Exercise inputs:

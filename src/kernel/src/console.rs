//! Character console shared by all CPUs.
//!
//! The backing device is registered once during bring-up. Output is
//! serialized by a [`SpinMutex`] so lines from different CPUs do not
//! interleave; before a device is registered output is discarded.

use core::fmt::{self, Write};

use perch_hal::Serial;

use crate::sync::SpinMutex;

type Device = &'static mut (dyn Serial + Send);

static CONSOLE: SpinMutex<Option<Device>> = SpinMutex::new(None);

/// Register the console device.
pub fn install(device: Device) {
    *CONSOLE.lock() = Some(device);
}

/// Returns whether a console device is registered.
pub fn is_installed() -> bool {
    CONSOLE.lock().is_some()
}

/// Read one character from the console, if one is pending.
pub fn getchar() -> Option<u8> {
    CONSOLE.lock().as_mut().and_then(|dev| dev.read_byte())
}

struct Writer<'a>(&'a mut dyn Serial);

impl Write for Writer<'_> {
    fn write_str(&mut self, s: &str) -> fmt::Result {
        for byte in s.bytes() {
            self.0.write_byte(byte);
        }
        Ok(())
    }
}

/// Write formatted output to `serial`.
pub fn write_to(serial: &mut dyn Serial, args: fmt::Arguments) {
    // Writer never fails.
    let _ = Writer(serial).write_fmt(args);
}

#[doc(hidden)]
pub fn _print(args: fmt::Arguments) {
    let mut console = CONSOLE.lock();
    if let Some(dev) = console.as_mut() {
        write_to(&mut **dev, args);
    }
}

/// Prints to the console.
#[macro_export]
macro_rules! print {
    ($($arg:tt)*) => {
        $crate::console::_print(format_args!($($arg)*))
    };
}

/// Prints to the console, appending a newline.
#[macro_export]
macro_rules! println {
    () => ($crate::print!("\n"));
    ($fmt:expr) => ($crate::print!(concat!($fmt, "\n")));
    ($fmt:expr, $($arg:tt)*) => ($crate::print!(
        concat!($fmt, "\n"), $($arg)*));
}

--

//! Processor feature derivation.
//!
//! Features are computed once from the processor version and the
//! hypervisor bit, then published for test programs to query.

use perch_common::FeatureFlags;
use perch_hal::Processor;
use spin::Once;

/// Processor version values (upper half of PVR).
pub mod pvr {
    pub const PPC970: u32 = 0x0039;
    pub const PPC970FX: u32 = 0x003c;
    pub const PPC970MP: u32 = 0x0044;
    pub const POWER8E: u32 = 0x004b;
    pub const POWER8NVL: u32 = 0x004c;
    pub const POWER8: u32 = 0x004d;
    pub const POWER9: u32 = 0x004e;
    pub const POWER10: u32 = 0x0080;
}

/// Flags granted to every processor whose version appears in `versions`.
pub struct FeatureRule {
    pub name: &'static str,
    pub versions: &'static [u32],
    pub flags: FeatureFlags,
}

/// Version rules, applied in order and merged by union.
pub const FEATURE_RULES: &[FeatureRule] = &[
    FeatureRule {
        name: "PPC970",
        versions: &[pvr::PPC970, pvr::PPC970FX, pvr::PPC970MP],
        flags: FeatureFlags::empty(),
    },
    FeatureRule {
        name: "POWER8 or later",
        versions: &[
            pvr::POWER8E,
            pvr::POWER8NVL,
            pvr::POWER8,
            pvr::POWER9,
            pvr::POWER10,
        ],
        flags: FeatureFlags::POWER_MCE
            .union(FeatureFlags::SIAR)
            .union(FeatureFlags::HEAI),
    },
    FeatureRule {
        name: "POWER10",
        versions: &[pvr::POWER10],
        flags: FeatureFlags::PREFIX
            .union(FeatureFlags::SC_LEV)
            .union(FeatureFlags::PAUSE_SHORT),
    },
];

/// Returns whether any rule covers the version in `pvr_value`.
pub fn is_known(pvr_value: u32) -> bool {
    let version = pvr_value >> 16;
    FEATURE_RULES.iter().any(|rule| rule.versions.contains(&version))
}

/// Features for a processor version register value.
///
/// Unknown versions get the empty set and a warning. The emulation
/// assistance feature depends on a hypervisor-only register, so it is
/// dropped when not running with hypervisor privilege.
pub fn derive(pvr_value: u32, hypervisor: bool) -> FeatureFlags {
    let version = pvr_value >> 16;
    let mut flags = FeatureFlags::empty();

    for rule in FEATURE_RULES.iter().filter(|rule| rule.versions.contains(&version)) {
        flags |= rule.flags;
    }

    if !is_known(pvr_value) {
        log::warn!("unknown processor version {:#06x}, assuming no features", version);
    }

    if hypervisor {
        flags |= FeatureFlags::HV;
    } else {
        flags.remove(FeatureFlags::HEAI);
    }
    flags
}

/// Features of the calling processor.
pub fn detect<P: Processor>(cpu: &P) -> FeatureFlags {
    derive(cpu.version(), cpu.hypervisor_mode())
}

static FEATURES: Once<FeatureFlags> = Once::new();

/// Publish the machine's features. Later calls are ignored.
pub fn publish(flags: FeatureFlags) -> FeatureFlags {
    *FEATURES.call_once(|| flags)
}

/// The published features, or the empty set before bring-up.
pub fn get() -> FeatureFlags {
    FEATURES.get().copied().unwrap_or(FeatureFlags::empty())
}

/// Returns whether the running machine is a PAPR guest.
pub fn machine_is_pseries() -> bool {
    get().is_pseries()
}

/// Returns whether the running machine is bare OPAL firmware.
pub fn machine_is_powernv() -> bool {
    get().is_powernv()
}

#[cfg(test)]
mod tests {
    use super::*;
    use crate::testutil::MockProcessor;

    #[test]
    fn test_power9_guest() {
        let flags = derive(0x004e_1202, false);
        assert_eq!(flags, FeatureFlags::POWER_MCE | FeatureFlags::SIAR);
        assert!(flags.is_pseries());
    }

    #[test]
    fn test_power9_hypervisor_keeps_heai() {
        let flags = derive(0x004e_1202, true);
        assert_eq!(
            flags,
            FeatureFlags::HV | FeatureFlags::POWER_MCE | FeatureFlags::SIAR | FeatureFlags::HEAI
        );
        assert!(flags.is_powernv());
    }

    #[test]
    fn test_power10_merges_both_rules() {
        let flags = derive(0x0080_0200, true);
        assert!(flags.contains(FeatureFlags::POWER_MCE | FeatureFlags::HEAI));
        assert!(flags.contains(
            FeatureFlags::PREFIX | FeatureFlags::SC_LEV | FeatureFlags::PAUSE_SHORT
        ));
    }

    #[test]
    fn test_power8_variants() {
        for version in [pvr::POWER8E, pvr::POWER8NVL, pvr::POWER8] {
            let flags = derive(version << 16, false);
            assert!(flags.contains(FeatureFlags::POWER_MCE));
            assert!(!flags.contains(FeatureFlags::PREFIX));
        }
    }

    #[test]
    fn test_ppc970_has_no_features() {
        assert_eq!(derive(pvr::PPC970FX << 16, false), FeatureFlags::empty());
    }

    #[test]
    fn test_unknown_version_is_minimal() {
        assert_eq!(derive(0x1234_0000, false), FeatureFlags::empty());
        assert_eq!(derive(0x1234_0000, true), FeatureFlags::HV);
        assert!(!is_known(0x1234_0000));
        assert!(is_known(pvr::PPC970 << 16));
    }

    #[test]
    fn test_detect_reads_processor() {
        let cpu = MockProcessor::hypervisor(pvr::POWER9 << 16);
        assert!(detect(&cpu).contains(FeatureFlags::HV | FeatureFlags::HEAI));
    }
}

Exercise description: Go through the data and show every line where "versions" occurs.

Task response:
/// Flags granted to every processor whose version appears in `versions`.
    pub versions: &'static [u32],
        versions: &[pvr::PPC970, pvr::PPC970FX, pvr::PPC970MP],
        versions: &[
        versions: &[pvr::POWER10],
    FEATURE_RULES.iter().any(|rule| rule.versions.contains(&version))
/// Unknown versions get the empty set and a warning. The emulation
    for rule in FEATURE_RULES.iter().filter(|rule| rule.versions.contains(&version)) {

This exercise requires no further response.